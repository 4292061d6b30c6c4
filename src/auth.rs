//! Token issuing/verification and the request guards that resolve the caller.
//!
//! A request is in one of three states: no `Authorization` header, a header
//! carrying a valid token, or a header carrying anything else. Routes that
//! require a caller take [`CurrentUser`]; routes where the caller only changes
//! derived fields take [`MaybeUser`]. A bad token is rejected by both.

use crate::config::Config;
use crate::db::DbConnection;
use crate::errors;
use crate::types::ApiError;
use crate::users::models::User;
use chrono::{DateTime, Duration, Utc};
use hmac::{Hmac, Mac};
use jwt::{SignWithKey, VerifyWithKey};
use log::{error, warn};
use rocket::outcome::Outcome;
use rocket::request::{self, FromRequest, Request};
use serde::{Deserialize, Serialize};
use sha2::Sha256;
use std::fmt;

const SCHEME: &str = "Token ";

#[derive(Debug, Serialize, Deserialize)]
struct Claims {
    id: i32,
    exp: i64,
}

#[derive(Debug, Clone, Copy, PartialEq)]
pub enum TokenError {
    Malformed,
    BadSignature,
    Expired,
}

impl fmt::Display for TokenError {
    fn fmt(&self, f: &mut fmt::Formatter) -> fmt::Result {
        let reason = match self {
            TokenError::Malformed => "malformed token",
            TokenError::BadSignature => "token signature mismatch",
            TokenError::Expired => "token expired",
        };
        f.write_str(reason)
    }
}

/// Issues and verifies HS256 identity tokens.
#[derive(Clone)]
pub struct TokenService {
    key: Hmac<Sha256>,
    ttl: Duration,
}

impl TokenService {
    pub fn new(secret: &str, ttl: Duration) -> errors::Result<TokenService> {
        let key = Hmac::<Sha256>::new_from_slice(secret.as_bytes())
            .map_err(|_| errors::Error::from("token secret rejected by HMAC"))?;
        Ok(TokenService { key, ttl })
    }

    pub fn from_config(config: &Config) -> errors::Result<TokenService> {
        TokenService::new(&config.secret_key, config.token_ttl)
    }

    pub fn issue(&self, user_id: i32) -> Result<String, ApiError> {
        self.issue_at(user_id, Utc::now())
    }

    pub fn issue_at(&self, user_id: i32, now: DateTime<Utc>) -> Result<String, ApiError> {
        let claims = Claims {
            id: user_id,
            exp: (now + self.ttl).timestamp(),
        };
        claims.sign_with_key(&self.key).map_err(|e| {
            error!("failed to sign token: {}", e);
            ApiError::Internal
        })
    }

    pub fn verify(&self, token: &str) -> Result<i32, TokenError> {
        self.verify_at(token, Utc::now())
    }

    pub fn verify_at(&self, token: &str, now: DateTime<Utc>) -> Result<i32, TokenError> {
        let claims: Claims = token.verify_with_key(&self.key).map_err(|e| match e {
            jwt::Error::InvalidSignature | jwt::Error::RustCryptoMac(_) => TokenError::BadSignature,
            _ => TokenError::Malformed,
        })?;
        if now.timestamp() >= claims.exp {
            return Err(TokenError::Expired);
        }
        Ok(claims.id)
    }
}

/// What the `Authorization` header says about the caller.
#[derive(Debug, PartialEq)]
pub enum Credentials {
    NoToken,
    Valid(i32),
    Invalid(TokenError),
}

impl Credentials {
    pub fn read(header: Option<&str>, tokens: &TokenService) -> Credentials {
        let header = match header {
            Some(header) => header,
            None => return Credentials::NoToken,
        };
        let token = match header.strip_prefix(SCHEME) {
            Some(token) if !token.trim().is_empty() => token.trim(),
            _ => return Credentials::Invalid(TokenError::Malformed),
        };
        match tokens.verify(token) {
            Ok(user_id) => Credentials::Valid(user_id),
            Err(e) => Credentials::Invalid(e),
        }
    }
}

/// Resolves the caller. `required` decides whether a missing header is an
/// error; an invalid token always is.
async fn authenticate(request: &Request<'_>, required: bool) -> Result<Option<User>, ApiError> {
    let tokens = request.rocket().state::<TokenService>().ok_or_else(|| {
        error!("TokenService is not managed");
        ApiError::Internal
    })?;

    let user_id = match Credentials::read(request.headers().get_one("Authorization"), tokens) {
        Credentials::NoToken if required => return Err(ApiError::unauthorized("is missing")),
        Credentials::NoToken => return Ok(None),
        Credentials::Invalid(reason) => {
            warn!("rejected token on {} {}: {}", request.method(), request.uri(), reason);
            return Err(ApiError::unauthorized("is invalid"));
        }
        Credentials::Valid(user_id) => user_id,
    };

    let mut connection = match request.guard::<DbConnection>().await {
        Outcome::Success(connection) => connection,
        _ => return Err(ApiError::Internal),
    };
    match User::load_by_id(user_id, &mut connection)? {
        Some(user) => Ok(Some(user)),
        None => {
            warn!("token for unknown user {}", user_id);
            Err(ApiError::unauthorized("is invalid"))
        }
    }
}

fn into_outcome<T>(result: Result<T, ApiError>) -> request::Outcome<T, ApiError> {
    match result {
        Ok(value) => Outcome::Success(value),
        Err(e) => {
            let status = e.status();
            Outcome::Error((status, e))
        }
    }
}

/// The authenticated caller of a route that requires one.
pub type CurrentUser = Result<User, ApiError>;

/// The caller of a route where authentication is optional.
pub type MaybeUser = Result<Viewer, ApiError>;

#[derive(Debug)]
pub struct Viewer(pub Option<User>);

#[rocket::async_trait]
impl<'r> FromRequest<'r> for User {
    type Error = ApiError;

    async fn from_request(request: &'r Request<'_>) -> request::Outcome<Self, Self::Error> {
        let result = authenticate(request, true)
            .await
            .and_then(|user| user.ok_or_else(|| ApiError::unauthorized("is missing")));
        into_outcome(result)
    }
}

#[rocket::async_trait]
impl<'r> FromRequest<'r> for Viewer {
    type Error = ApiError;

    async fn from_request(request: &'r Request<'_>) -> request::Outcome<Self, Self::Error> {
        into_outcome(authenticate(request, false).await.map(Viewer))
    }
}

#[cfg(test)]
mod tests {
    use super::*;

    fn service() -> TokenService {
        TokenService::new("conduit-test-secret", Duration::hours(24)).unwrap()
    }

    #[test]
    fn issued_token_resolves_to_user() {
        let tokens = service();
        let token = tokens.issue(42).unwrap();
        assert_eq!(token.matches('.').count(), 2);
        assert_eq!(tokens.verify(&token), Ok(42));
    }

    #[test]
    fn token_fails_after_expiry() {
        let tokens = service();
        let issued = Utc::now();
        let token = tokens.issue_at(7, issued).unwrap();

        assert_eq!(tokens.verify_at(&token, issued + Duration::hours(23)), Ok(7));
        assert_eq!(
            tokens.verify_at(&token, issued + Duration::hours(24)),
            Err(TokenError::Expired)
        );
    }

    #[test]
    fn tampered_or_foreign_tokens_fail() {
        let tokens = service();
        let token = tokens.issue(1).unwrap();
        assert!(tokens.verify(&format!("{}tampered", token)).is_err());

        let other = TokenService::new("wrong-secret", Duration::hours(24)).unwrap();
        let foreign = other.issue(1).unwrap();
        assert_eq!(tokens.verify(&foreign), Err(TokenError::BadSignature));

        // Someone else's claims under this token's signature.
        let other = tokens.issue(2).unwrap();
        let ours: Vec<&str> = token.split('.').collect();
        let theirs: Vec<&str> = other.split('.').collect();
        let forged = format!("{}.{}.{}", theirs[0], theirs[1], ours[2]);
        assert_eq!(tokens.verify(&forged), Err(TokenError::BadSignature));

        assert_eq!(tokens.verify("invalid.token.here"), Err(TokenError::Malformed));
        assert_eq!(tokens.verify("randomstring123"), Err(TokenError::Malformed));
    }

    #[test]
    fn header_states() {
        let tokens = service();
        let token = tokens.issue(9).unwrap();

        assert_eq!(Credentials::read(None, &tokens), Credentials::NoToken);
        assert_eq!(
            Credentials::read(Some(&format!("Token {}", token)), &tokens),
            Credentials::Valid(9)
        );
        assert_eq!(
            Credentials::read(Some(&format!("Bearer {}", token)), &tokens),
            Credentials::Invalid(TokenError::Malformed)
        );
        assert_eq!(
            Credentials::read(Some("Token "), &tokens),
            Credentials::Invalid(TokenError::Malformed)
        );
    }
}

* WHAT NEEDS TO BE DONE *
Repeat, word for word, the lines from the start of the records to the line that contains "use std::fmt;", both of them included, and no others.

* OUTPUT FOR THIS EXERCISE *
repository 4292061d6b30c6c4
filename src/auth.rs
//! Token issuing/verification and the request guards that resolve the caller.
//!
//! A request is in one of three states: no `Authorization` header, a header
//! carrying a valid token, or a header carrying anything else. Routes that
//! require a caller take [`CurrentUser`]; routes where the caller only changes
//! derived fields take [`MaybeUser`]. A bad token is rejected by both.

use crate::config::Config;
use crate::db::DbConnection;
use crate::errors;
use crate::types::ApiError;
use crate::users::models::User;
use chrono::{DateTime, Duration, Utc};
use hmac::{Hmac, Mac};
use jwt::{SignWithKey, VerifyWithKey};
use log::{error, warn};
use rocket::outcome::Outcome;
use rocket::request::{self, FromRequest, Request};
use serde::{Deserialize, Serialize};
use sha2::Sha256;
use std::fmt;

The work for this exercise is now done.